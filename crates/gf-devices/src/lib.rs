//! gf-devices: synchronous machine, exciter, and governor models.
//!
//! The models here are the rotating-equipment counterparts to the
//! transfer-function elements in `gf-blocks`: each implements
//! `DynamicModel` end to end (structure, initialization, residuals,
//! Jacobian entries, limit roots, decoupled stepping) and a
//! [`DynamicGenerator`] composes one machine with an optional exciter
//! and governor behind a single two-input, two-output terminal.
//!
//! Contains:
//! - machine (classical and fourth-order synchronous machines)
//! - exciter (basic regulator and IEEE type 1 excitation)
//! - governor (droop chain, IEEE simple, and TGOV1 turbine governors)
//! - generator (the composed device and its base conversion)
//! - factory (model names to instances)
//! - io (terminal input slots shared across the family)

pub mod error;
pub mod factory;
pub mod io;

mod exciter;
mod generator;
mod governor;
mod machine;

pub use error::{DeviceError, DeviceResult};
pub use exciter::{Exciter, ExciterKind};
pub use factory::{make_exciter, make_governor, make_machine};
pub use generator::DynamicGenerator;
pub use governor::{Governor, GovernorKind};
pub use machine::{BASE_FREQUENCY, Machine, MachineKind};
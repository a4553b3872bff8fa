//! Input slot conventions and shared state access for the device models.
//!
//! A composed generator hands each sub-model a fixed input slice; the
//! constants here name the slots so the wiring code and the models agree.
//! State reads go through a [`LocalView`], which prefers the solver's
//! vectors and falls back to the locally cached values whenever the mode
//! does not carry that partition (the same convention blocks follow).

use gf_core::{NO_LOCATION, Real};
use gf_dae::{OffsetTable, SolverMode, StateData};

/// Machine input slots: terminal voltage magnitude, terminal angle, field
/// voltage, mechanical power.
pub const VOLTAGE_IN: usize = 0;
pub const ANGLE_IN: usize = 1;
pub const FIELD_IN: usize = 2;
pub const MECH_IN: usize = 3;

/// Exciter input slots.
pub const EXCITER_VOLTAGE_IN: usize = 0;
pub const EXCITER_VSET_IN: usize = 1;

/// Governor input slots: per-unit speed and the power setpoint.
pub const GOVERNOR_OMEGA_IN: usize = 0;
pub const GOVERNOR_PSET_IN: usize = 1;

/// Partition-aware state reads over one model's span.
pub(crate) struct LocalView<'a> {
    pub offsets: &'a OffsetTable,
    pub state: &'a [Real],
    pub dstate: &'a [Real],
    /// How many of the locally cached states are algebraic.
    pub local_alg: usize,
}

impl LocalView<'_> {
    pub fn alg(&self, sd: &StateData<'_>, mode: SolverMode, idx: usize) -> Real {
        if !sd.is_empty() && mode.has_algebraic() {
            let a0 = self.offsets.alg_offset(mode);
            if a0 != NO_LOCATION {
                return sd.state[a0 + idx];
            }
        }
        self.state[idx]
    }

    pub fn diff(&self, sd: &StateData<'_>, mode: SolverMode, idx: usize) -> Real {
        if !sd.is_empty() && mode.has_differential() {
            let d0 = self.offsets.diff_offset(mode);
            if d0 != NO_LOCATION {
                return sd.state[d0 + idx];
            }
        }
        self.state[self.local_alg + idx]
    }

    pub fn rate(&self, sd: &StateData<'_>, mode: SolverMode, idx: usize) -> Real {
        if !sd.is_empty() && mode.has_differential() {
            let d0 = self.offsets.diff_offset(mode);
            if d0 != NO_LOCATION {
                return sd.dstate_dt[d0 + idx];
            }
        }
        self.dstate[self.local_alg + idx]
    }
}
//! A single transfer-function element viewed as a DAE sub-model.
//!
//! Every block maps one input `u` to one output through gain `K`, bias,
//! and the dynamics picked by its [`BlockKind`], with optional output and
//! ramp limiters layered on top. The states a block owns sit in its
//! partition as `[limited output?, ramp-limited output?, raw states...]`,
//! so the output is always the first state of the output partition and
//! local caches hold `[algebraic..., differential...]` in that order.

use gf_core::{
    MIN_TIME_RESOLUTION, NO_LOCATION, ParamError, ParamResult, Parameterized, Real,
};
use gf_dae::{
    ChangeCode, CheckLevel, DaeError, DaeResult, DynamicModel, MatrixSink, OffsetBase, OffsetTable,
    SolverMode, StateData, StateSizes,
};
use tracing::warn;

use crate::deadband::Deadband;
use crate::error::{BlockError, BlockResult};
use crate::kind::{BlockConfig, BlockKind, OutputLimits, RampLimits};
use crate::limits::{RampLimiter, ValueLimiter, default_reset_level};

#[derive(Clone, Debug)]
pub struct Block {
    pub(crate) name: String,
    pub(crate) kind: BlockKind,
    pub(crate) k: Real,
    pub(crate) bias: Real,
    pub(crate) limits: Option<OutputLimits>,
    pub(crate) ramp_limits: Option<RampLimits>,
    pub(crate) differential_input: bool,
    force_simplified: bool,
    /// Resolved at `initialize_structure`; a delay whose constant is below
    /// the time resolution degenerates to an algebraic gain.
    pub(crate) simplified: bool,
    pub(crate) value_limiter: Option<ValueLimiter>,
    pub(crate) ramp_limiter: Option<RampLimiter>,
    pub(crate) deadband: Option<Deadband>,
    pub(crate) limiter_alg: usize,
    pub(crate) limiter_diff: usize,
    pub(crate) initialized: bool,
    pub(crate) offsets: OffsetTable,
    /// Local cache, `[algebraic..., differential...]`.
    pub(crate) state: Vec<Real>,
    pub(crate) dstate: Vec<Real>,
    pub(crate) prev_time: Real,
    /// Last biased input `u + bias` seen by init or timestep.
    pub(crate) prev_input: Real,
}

==

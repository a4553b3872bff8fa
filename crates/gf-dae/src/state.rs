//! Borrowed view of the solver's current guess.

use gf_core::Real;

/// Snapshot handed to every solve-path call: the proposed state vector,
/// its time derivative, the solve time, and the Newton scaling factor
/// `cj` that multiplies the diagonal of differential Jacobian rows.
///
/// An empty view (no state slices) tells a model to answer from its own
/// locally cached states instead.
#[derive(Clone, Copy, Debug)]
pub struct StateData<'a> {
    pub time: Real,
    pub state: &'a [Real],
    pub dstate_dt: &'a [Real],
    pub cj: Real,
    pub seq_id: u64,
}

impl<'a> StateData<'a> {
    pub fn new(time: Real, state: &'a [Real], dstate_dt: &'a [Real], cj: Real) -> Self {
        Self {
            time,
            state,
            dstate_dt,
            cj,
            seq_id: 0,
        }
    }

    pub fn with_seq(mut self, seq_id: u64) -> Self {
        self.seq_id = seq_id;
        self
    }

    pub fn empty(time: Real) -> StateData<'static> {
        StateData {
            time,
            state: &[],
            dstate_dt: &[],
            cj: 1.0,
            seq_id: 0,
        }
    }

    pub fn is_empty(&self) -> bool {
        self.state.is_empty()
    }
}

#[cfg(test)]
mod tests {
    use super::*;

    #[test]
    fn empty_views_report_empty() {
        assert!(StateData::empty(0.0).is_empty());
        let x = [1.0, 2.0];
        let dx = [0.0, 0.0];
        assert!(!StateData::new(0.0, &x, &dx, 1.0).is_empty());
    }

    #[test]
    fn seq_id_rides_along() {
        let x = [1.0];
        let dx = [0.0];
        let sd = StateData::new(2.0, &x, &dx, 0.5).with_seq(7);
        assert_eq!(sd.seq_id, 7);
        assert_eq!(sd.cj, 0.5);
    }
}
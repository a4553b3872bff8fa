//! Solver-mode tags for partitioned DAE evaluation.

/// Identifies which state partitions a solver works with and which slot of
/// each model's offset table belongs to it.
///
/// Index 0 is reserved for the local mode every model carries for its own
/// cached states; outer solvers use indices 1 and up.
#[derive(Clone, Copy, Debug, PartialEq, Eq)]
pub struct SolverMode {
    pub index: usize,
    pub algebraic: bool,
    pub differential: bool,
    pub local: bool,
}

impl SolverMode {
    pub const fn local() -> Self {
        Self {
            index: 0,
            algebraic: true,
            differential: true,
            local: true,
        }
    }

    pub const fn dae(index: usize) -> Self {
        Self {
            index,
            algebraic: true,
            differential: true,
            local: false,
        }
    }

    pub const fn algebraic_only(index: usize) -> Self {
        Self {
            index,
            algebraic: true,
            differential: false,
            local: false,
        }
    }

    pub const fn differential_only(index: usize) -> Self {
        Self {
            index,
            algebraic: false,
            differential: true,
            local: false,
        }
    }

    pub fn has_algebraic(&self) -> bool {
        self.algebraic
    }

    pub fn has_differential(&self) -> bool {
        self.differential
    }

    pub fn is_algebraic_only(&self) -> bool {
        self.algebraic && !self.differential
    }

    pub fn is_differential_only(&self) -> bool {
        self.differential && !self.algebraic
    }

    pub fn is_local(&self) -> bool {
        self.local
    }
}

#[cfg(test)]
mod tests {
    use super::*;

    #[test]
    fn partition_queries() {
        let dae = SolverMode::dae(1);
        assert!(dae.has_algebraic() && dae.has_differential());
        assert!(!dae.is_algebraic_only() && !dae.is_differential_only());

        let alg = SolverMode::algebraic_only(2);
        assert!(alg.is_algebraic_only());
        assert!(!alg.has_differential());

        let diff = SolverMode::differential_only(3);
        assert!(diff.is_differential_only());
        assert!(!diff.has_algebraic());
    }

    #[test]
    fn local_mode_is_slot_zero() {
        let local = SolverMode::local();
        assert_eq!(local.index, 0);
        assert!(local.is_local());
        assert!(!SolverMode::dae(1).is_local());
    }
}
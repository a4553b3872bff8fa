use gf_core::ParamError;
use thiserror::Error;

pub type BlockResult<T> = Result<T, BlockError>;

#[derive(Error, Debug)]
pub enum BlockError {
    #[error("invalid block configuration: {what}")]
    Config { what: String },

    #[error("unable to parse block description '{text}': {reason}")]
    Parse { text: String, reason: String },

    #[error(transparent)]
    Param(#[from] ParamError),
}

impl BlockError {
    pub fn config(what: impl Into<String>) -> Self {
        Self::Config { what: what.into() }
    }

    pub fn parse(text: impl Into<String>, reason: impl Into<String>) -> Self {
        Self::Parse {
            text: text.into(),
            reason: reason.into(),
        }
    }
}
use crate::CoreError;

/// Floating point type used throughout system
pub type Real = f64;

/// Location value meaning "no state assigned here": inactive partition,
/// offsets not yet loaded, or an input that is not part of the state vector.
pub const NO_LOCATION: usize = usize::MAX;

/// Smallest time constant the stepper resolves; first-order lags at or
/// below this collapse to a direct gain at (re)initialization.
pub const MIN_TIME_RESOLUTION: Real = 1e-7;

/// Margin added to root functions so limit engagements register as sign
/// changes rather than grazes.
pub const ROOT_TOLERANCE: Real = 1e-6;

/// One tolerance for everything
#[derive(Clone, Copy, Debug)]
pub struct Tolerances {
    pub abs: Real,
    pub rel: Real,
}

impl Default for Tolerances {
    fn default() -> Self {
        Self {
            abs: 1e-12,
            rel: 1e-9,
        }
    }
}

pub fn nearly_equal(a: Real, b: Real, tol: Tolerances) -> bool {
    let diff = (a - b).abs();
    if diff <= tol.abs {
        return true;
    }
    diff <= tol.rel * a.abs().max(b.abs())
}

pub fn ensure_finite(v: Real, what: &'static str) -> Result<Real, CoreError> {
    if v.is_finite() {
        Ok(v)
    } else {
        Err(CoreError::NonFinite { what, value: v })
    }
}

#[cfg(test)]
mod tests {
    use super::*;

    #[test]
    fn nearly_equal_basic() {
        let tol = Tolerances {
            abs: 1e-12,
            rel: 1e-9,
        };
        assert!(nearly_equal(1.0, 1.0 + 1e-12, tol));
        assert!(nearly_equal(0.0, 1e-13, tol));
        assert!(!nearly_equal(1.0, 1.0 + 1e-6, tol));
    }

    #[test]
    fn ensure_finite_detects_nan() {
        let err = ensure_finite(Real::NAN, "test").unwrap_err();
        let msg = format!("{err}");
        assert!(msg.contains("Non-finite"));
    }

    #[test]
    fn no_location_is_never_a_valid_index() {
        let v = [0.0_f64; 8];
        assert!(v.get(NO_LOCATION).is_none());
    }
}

...

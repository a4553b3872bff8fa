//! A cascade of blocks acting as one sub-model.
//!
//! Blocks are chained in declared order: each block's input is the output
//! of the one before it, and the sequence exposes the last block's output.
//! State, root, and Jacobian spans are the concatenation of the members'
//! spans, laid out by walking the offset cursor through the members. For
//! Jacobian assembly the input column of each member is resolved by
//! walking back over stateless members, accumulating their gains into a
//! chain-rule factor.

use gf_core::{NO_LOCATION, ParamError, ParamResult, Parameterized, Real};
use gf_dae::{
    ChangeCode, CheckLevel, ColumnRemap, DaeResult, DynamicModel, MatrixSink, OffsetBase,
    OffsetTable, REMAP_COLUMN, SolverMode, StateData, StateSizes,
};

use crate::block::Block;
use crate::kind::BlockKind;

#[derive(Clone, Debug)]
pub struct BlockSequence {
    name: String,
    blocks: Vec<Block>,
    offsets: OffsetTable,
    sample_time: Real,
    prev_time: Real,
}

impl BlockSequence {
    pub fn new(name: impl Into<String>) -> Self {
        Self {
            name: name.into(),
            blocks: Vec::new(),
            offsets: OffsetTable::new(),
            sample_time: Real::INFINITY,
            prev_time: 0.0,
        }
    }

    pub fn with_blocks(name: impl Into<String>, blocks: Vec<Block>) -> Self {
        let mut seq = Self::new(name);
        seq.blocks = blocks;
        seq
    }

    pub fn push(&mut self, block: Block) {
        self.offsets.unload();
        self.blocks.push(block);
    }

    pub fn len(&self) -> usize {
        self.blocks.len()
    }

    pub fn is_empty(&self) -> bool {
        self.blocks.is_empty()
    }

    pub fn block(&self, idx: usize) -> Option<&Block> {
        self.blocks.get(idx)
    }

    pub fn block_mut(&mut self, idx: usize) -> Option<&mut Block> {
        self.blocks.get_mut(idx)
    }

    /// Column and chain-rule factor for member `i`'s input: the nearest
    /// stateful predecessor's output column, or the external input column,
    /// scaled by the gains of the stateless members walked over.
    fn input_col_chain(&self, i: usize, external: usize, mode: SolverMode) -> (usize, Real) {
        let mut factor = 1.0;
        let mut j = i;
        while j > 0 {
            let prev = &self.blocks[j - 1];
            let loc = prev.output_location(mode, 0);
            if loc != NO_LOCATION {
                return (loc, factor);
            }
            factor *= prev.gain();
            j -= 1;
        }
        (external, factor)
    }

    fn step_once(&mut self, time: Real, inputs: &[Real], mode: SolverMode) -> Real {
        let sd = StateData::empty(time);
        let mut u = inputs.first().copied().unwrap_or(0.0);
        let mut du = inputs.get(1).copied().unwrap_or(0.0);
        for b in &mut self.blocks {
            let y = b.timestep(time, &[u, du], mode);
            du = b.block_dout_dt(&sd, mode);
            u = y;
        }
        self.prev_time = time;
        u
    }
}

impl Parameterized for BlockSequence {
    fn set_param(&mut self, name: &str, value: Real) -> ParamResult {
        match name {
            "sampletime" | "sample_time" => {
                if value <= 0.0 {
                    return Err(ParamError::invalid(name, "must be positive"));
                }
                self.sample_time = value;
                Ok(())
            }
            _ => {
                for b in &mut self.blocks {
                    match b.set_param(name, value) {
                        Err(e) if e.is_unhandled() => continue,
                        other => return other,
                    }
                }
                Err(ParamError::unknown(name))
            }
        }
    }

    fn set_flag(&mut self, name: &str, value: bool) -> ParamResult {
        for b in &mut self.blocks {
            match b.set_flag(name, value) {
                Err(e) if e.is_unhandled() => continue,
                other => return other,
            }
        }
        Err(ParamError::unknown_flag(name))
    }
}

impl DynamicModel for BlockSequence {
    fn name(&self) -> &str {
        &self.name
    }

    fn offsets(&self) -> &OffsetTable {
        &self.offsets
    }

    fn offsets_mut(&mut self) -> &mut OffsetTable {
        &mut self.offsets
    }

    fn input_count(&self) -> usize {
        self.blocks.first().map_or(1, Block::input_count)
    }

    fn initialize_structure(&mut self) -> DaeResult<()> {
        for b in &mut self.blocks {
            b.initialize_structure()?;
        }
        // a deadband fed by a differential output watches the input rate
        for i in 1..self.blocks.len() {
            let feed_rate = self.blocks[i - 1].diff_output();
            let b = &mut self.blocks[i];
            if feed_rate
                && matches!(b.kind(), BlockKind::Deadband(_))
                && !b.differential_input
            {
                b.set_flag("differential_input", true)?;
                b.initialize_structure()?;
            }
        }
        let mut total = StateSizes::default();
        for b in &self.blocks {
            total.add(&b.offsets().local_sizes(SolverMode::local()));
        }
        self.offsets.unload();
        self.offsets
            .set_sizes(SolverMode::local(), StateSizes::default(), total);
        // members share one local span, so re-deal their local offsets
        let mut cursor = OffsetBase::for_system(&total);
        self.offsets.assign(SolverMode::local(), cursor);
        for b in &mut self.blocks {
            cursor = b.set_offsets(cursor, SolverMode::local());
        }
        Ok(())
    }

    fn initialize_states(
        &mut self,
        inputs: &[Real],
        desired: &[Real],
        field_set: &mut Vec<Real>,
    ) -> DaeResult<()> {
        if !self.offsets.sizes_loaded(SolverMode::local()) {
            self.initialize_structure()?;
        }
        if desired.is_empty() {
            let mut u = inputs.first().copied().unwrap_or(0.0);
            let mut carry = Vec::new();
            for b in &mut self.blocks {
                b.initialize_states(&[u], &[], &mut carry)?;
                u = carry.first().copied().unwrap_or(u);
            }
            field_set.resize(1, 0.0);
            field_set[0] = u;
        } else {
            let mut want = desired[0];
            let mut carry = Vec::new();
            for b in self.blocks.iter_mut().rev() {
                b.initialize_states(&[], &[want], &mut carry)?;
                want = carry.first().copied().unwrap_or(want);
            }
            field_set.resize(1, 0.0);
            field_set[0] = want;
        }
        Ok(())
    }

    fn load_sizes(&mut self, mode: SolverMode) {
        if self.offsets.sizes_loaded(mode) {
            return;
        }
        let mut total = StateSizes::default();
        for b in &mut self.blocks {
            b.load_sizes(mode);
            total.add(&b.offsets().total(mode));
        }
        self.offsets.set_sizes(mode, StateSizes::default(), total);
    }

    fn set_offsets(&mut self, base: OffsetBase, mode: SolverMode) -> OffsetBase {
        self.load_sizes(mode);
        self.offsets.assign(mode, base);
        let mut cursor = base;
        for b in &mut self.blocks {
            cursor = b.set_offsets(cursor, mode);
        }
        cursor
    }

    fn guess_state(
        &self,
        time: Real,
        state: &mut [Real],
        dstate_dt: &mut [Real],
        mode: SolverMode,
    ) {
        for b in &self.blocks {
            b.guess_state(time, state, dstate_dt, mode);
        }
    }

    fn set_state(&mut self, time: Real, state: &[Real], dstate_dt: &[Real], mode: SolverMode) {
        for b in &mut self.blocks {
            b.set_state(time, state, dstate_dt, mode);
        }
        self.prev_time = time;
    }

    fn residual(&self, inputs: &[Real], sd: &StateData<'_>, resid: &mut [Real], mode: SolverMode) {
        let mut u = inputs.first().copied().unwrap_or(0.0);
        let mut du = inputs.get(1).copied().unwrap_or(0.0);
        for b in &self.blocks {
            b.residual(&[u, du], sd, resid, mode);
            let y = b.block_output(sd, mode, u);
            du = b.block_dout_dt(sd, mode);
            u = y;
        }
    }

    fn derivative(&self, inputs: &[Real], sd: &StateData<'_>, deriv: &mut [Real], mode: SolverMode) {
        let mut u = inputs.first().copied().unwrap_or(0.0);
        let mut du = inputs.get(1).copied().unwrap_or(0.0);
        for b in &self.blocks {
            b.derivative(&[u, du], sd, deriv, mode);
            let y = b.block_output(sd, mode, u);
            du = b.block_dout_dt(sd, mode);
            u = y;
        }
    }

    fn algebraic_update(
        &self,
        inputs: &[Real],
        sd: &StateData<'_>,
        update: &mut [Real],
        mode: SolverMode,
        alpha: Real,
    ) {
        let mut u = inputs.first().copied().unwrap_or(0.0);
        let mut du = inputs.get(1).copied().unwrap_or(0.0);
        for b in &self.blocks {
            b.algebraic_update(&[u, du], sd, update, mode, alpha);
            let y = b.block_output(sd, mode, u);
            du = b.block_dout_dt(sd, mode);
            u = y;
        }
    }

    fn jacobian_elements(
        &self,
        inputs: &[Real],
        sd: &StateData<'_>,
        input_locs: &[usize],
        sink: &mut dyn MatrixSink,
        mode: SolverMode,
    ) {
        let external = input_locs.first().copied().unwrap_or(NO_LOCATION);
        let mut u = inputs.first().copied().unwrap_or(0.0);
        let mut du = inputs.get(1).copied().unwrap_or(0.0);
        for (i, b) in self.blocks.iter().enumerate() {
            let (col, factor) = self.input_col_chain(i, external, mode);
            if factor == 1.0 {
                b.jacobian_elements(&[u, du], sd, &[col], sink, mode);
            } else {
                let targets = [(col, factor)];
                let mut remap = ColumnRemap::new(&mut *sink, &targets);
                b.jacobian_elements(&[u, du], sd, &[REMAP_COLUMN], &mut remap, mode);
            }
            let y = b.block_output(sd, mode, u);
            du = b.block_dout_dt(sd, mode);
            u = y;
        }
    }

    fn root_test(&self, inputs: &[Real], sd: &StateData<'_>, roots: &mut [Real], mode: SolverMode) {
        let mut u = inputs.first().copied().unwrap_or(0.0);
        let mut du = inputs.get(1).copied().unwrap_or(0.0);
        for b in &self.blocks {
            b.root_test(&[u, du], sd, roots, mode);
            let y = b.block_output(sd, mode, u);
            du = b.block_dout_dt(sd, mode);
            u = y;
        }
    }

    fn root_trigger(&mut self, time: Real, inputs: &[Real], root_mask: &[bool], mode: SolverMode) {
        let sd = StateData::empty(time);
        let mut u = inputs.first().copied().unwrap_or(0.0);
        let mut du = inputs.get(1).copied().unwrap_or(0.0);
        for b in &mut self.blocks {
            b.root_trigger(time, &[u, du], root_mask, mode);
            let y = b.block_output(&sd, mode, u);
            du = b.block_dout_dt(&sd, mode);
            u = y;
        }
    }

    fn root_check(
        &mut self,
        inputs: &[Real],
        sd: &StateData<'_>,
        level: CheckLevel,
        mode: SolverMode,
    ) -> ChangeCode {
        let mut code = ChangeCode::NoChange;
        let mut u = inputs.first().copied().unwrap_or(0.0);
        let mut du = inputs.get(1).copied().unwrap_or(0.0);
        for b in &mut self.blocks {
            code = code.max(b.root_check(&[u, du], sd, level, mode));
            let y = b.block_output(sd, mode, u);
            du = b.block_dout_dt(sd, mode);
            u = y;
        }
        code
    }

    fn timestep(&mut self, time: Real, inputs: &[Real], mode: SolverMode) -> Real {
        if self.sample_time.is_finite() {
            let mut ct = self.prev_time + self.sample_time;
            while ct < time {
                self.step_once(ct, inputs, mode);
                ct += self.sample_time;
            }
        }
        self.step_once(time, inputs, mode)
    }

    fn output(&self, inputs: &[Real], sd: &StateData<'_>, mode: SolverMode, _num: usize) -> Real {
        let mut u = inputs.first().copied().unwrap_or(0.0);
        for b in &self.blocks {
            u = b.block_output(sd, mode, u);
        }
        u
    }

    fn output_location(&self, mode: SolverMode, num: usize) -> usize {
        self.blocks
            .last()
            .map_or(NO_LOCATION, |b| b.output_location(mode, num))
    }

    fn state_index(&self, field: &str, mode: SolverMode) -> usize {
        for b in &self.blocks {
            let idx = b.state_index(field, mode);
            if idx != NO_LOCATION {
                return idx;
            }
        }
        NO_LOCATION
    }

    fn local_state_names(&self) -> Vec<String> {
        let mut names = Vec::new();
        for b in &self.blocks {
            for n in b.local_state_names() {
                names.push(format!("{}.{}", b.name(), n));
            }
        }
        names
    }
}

* TASK PROMPT *
Only the lines above that include the word "alpha" belong in the answer; copy each one.

* WRITTEN RESPONSE *
        alpha: Real,
            b.algebraic_update(&[u, du], sd, update, mode, alpha);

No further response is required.